One of the recent instances of satiric pictures of the hereafter is Lord Dunsany’s The Glittering Gate, a one-act drama, where Bill and Jim, two burglars, crack the gate of heaven to get in. Sardonic laughter sounds while they are engaged in the effort to effect an entrance, and wondering what heaven will be like. Bill thinks that his mother will be there.

“I don’t know if they want a good mother in there who would be kind to the angels and sit and smile at them when they sing, and soothe them if they were cross. (Suddenly) Jim, they won’t have brought me up against her, will they?”

Jim: “It would be just like them to. Very like them.”

When the glittering gate of heaven swings open and the two toughs enter eagerly, they find nothing—absolutely nothing but empty space, and the sardonic laughter sounds in their ears. Bill cries out, “It is just like them! Very like them”!

Was not this suggested by Rupert Brooke’s poem, Failure?

In the stories treating satirically or humorously of the future life we find the purpose in reality to be to image this life by illustration of the other. Eternity is described in order that we may understand time a little better. Angels and devils are made like men, to show mortal potentialities either way. The absurdities of mankind are illustrated as seen by angel eyes, the follies as satirized by devils. The tendency now is to treat supernatural life humorously, satirically or symbolically, rather than with the conventional methods of the past. Commonplace treatment of great subjects is liable to be unsatisfactory, and any serious treatment, other than symbolically simple, of heaven or hell seems flat after Dante and Milton.

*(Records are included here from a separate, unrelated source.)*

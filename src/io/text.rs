use anyhow::{Context, Result};
use flate2::read::GzDecoder;
use std::fs::File;
use std::io::{BufRead, BufReader, Read};
use std::path::{Path, PathBuf};

use crate::data::SpanRecord;
use crate::error::EstimateError;

fn open_reader(path: &Path) -> Result<Box<dyn BufRead>> {
    let file = File::open(path).with_context(|| format!("failed to open {path:?}"))?;
    let reader: Box<dyn Read> = if path.extension().map(|e| e == "gz").unwrap_or(false) {
        Box::new(GzDecoder::new(file))
    } else {
        Box::new(file)
    };
    Ok(Box::new(BufReader::new(reader)))
}

/// Parse one dataset of whitespace-separated `span a b nb` rows. Empty
/// lines and `#` comments are skipped; `.gz` inputs are decompressed
/// transparently.
pub fn parse_text_dataset(path: &Path) -> Result<Vec<SpanRecord>> {
    let mut reader = open_reader(path)?;
    let mut line = String::new();
    let mut row_no = 0usize;
    let mut out = Vec::new();

    loop {
        line.clear();
        let bytes = reader
            .read_line(&mut line)
            .with_context(|| format!("failed to read {path:?}"))?;
        if bytes == 0 {
            break;
        }
        row_no += 1;

        let trimmed = line.trim();
        if trimmed.is_empty() || trimmed.starts_with('#') {
            continue;
        }

        let mut cols = trimmed.split_whitespace();
        let span: u64 = next_field(&mut cols, "span", row_no, path)?
            .parse()
            .with_context(|| format!("invalid row {row_no} in {path:?}: bad span"))?;
        let a: i8 = next_field(&mut cols, "a", row_no, path)?
            .parse()
            .with_context(|| format!("invalid row {row_no} in {path:?}: bad genotype"))?;
        let b: u32 = next_field(&mut cols, "b", row_no, path)?
            .parse()
            .with_context(|| format!("invalid row {row_no} in {path:?}: bad derived count"))?;
        let nb: u32 = next_field(&mut cols, "nb", row_no, path)?
            .parse()
            .with_context(|| format!("invalid row {row_no} in {path:?}: bad panel size"))?;
        if cols.next().is_some() {
            return Err(EstimateError::Data(format!(
                "invalid row {row_no} in {path:?}: trailing fields"
            ))
            .into());
        }
        if !(-1..=2).contains(&a) {
            return Err(EstimateError::Data(format!(
                "invalid row {row_no} in {path:?}: genotype {a} out of range"
            ))
            .into());
        }
        if b > nb {
            return Err(EstimateError::Data(format!(
                "invalid row {row_no} in {path:?}: derived count {b} exceeds panel size {nb}"
            ))
            .into());
        }
        out.push(SpanRecord::new(span, a, b, nb));
    }

    if out.is_empty() {
        return Err(EstimateError::Data(format!("{path:?} contains no observations")).into());
    }
    Ok(out)
}

pub fn parse_text_datasets(paths: &[PathBuf]) -> Result<Vec<Vec<SpanRecord>>> {
    if paths.is_empty() {
        return Err(EstimateError::Data("no dataset files supplied".into()).into());
    }
    paths.iter().map(|p| parse_text_dataset(p)).collect()
}

fn next_field<'a>(
    cols: &mut impl Iterator<Item = &'a str>,
    name: &str,
    row_no: usize,
    path: &Path,
) -> Result<&'a str> {
    cols.next().ok_or_else(|| {
        EstimateError::Data(format!("invalid row {row_no} in {path:?}: missing {name}")).into()
    })
}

In considering these various types of stories dealing with supernatural life, whether continued beyond the mortal span on earth, renewed by reincarnation, or taken up in another world after death, we find that several facts seem to appear with reference to the type chosen for treatment by men as distinct from women, and vice versa. So far as my search has gone, I have found no instance in English literature where a woman has used either the motif of the Wandering Jew or the Elixir of Life. I do not say that no such instances exist, but I have not found them. Carmen Sylva is the only woman I know of at all who has taken up the characterization of the Wandering Jew. On the other hand, women write often of heaven, most of the stories of conventional ideas of heaven being by women. Where men have pictured heaven or hell they have done it for the most part humorously, satirically or symbolically. They seem to curve round the subject rather than to approach it directly. Yet where it is a question of continuing life here in this world, by means of an elixir or other method, or as an ever-living being like the Jew, men have used the theme frequently. Since fiction does reflect our thought-life and our individual as well as racial preferences, the conclusions that might be drawn, if one were sure of their basis, would be interesting. Can it be that men are more deeply interested in this life on earth and cling to it in thought more tenaciously than women, and that women are more truly citizens of the other world? Are men skeptical of the existence of any but a satiric or symbolic heaven, or merely doubtful of reaching there?

CHAPTER VI
The Supernatural in Folk-Tales

The folk-tale is one of the new fashions in fiction. True, folk-lore has long constituted an important element of literature, constantly recurring in poetry, particularly in the ballad, in the drama, the novel, and short story. Yet it has been in solution. It has not been thought important enough to merit consideration for its own sake, but has been rather apologized for, covered up with other materials, so that its presence is scarcely recognized. Now, however, as Professor Kittredge says, folk-lore is no longer on the defensive, which fact is evident in fiction as elsewhere. Scholars of our day are eagerly hunting down the various forms of folk-lore to preserve them in literature before they vanish completely, and learned societies are recording with care the myths and legends and superstitions of peasants. Many volumes have appeared giving in literary form the fictions of various races and tribes, and comparative folk-lore is found to be an engrossing science.